However, the cultural value of the Hug Me Tree does not lie merely in its artistic aesthetic; it is not on the tree’s street art merits that it deserves to be housed within these walls. This tree has played host to massive amounts of human energy, experience, and history over the past ten years, and it is deeply invested with the culture of the people who’ve embraced it or otherwise interacted with it where it was originally set. The worth of such an object to a museum of culture and history is clear.
And yet, something interesting happens when an object that owes its relevance to a sustained relationship of informal interactions with the public is transplanted into a new cultural sphere. Is the original context, in this case a highly social corner on Queen Street West, essential to the identity of the tree? Can it retain its heart and soul? More importantly, will you still be allowed to hug it? According to museum staff, yes, you will.
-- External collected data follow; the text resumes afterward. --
//! Two-click geodesic circle mode.
//!
//! The first click fixes the center; mouse movement stretches the radius;
//! the second click commits. The circle is stored as a 64-segment polygon
//! approximation, with the radius recorded in kilometers on the feature's
//! properties.

use super::{
    mode_properties, validate_mode_feature, Key, KeyEvent, Mode, ModeBase, PointerEvent, Styling,
};
use crate::geometry::spherical::{circle_ring, haversine_distance};
use crate::geometry::{Feature, FeatureId, Geometry, Position};
use crate::store::{FeatureSpec, GeometryUpdate, PropertyUpdate, Validation};
use serde_json::Value;

const MODE_NAME: &str = "circle";
const SEGMENTS: usize = 64;

pub struct CircleMode {
    base: ModeBase,
    center: Option<Position>,
    current_id: Option<FeatureId>,
}

impl CircleMode {
    pub fn new() -> Self {
        Self {
            base: ModeBase::new(MODE_NAME),
            center: None,
            current_id: None,
        }
    }

    fn write_radius(&self, cursor: Position) -> Option<f64> {
        let (Some(ctx), Some(center), Some(id)) =
            (self.base.context(), self.center, self.current_id.clone())
        else {
            return None;
        };
        let radius_m = haversine_distance(center, cursor);
        let update = GeometryUpdate {
            id,
            geometry: Geometry::Polygon(vec![circle_ring(center, radius_m, SEGMENTS)]),
        };
        if let Err(err) = ctx.store.borrow_mut().update_geometry(vec![update]) {
            log::warn!("Circle mode failed to update geometry: {err}");
            return None;
        }
        Some(radius_m)
    }
}

impl Default for CircleMode {
    fn default() -> Self {
        Self::new()
    }
}

impl Mode for CircleMode {
    fn name(&self) -> &'static str {
        MODE_NAME
    }

    fn base(&self) -> &ModeBase {
        &self.base
    }

    fn base_mut(&mut self) -> &mut ModeBase {
        &mut self.base
    }

    fn on_click(&mut self, event: &PointerEvent) {
        let Some(ctx) = self.base.active_context() else {
            return;
        };
        let position = event.position();

        let Some(id) = self.current_id.clone() else {
            // First click: zero-radius ring collapsed on the center.
            let spec = FeatureSpec::with_properties(
                Geometry::Polygon(vec![circle_ring(position, 0.0, SEGMENTS)]),
                mode_properties(MODE_NAME),
            );
            match ctx.store.borrow_mut().create(vec![spec]) {
                Ok(mut ids) => {
                    self.current_id = ids.pop();
                    self.center = Some(position);
                    self.base.set_drawing();
                }
                Err(err) => log::warn!("Circle mode failed to start feature: {err}"),
            }
            return;
        };

        // Second click commits the radius under the cursor.
        if let Some(radius_m) = self.write_radius(position) {
            let update = PropertyUpdate {
                id,
                key: "radiusKilometers".to_string(),
                value: Value::from(radius_m / 1000.0),
            };
            if let Err(err) = ctx.store.borrow_mut().update_property(vec![update]) {
                log::warn!("Circle mode failed to record radius: {err}");
            }
        }
        self.center = None;
        self.current_id = None;
        self.base.set_started();
    }

    fn on_mouse_move(&mut self, event: &PointerEvent) {
        if !self.base.is_drawing() {
            return;
        }
        self.write_radius(event.position());
    }

    fn on_key_down(&mut self, event: &mut KeyEvent) {
        if event.key == Key::Escape && self.current_id.is_some() {
            event.prevent_default();
            self.clean_up();
        }
    }

    fn clean_up(&mut self) {
        if let Some(id) = self.current_id.take()
            && let Some(ctx) = self.base.context()
            && let Err(err) = ctx.store.borrow_mut().delete(&[id])
        {
            log::warn!("Circle mode failed to discard provisional feature: {err}");
        }
        self.center = None;
        self.base.set_started();
    }

    fn style_feature(&self, _feature: &Feature) -> Styling {
        Styling::default()
    }

    fn validate_feature(&self, feature: &Feature) -> Validation {
        validate_mode_feature(feature, MODE_NAME, "Polygon")
    }
}

#[cfg(test)]
mod tests {
    use super::*;
    use crate::modes::test_support::{click, registered};
    use crate::modes::ModeState;

    fn ring_of(store: &crate::store::FeatureStore, id: &FeatureId) -> Vec<Position> {
        match store.get_geometry_copy(id).unwrap() {
            Geometry::Polygon(mut rings) => rings.remove(0),
            other => panic!("expected Polygon, got {other:?}"),
        }
    }

    #[test]
    fn first_click_creates_zero_radius_ring() {
        let (mut mode, store) = registered(CircleMode::new());
        mode.on_click(&click(10.0, 20.0));

        assert_eq!(mode.state(), ModeState::Drawing);
        let id = mode.current_id.clone().unwrap();
        let ring = ring_of(&store.borrow(), &id);
        assert_eq!(ring.len(), SEGMENTS + 1);
        assert_eq!(ring.first(), ring.last());
        for vertex in &ring {
            assert!((vertex[0] - 10.0).abs() < 1e-6);
            assert!((vertex[1] - 20.0).abs() < 1e-6);
        }
    }

    #[test]
    fn second_click_commits_radius_property() {
        let (mut mode, store) = registered(CircleMode::new());
        mode.on_click(&click(0.0, 0.0));
        let id = mode.current_id.clone().unwrap();

        // One degree of latitude is roughly 111 km on the sphere.
        mode.on_click(&click(0.0, 1.0));

        assert_eq!(mode.state(), ModeState::Started);
        let store = store.borrow();
        let radius_km = store
            .get_properties_copy(&id)
            .unwrap()
            .get("radiusKilometers")
            .and_then(serde_json::Value::as_f64)
            .unwrap();
        assert!((radius_km - 111.0).abs() < 1.0, "radius was {radius_km}");

        let ring = ring_of(&store, &id);
        for vertex in &ring[..SEGMENTS] {
            let d = crate::geometry::spherical::haversine_distance([0.0, 0.0], *vertex);
            assert!((d / 1000.0 - radius_km).abs() < 0.5);
        }
    }

    #[test]
    fn escape_cancels_in_progress_circle() {
        let (mut mode, store) = registered(CircleMode::new());
        mode.on_click(&click(0.0, 0.0));
        assert_eq!(store.borrow().size(), 1);

        let mut escape = KeyEvent::new(Key::Escape);
        mode.on_key_down(&mut escape);
        assert_eq!(store.borrow().size(), 0);
        assert_eq!(mode.state(), ModeState::Started);
    }
}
In fact, the new base for the tree was constructed by the same company responsible for the structures that support the dinosaur displays. Devon Ostrom, the curator of the show, says that the tree and the stand can withstand “several thousand hugs per square inch.”
The ultimate fate of the Hug Me Tree is undetermined at this point, but several ideas are circulating, including reinstallation at the original site on the street corner (either in its current state, or bronzed), or a series of cast Hug Me Trees positioned throughout the city.
Acceptance into the permanent collection of the ROM would also be a fitting tribute.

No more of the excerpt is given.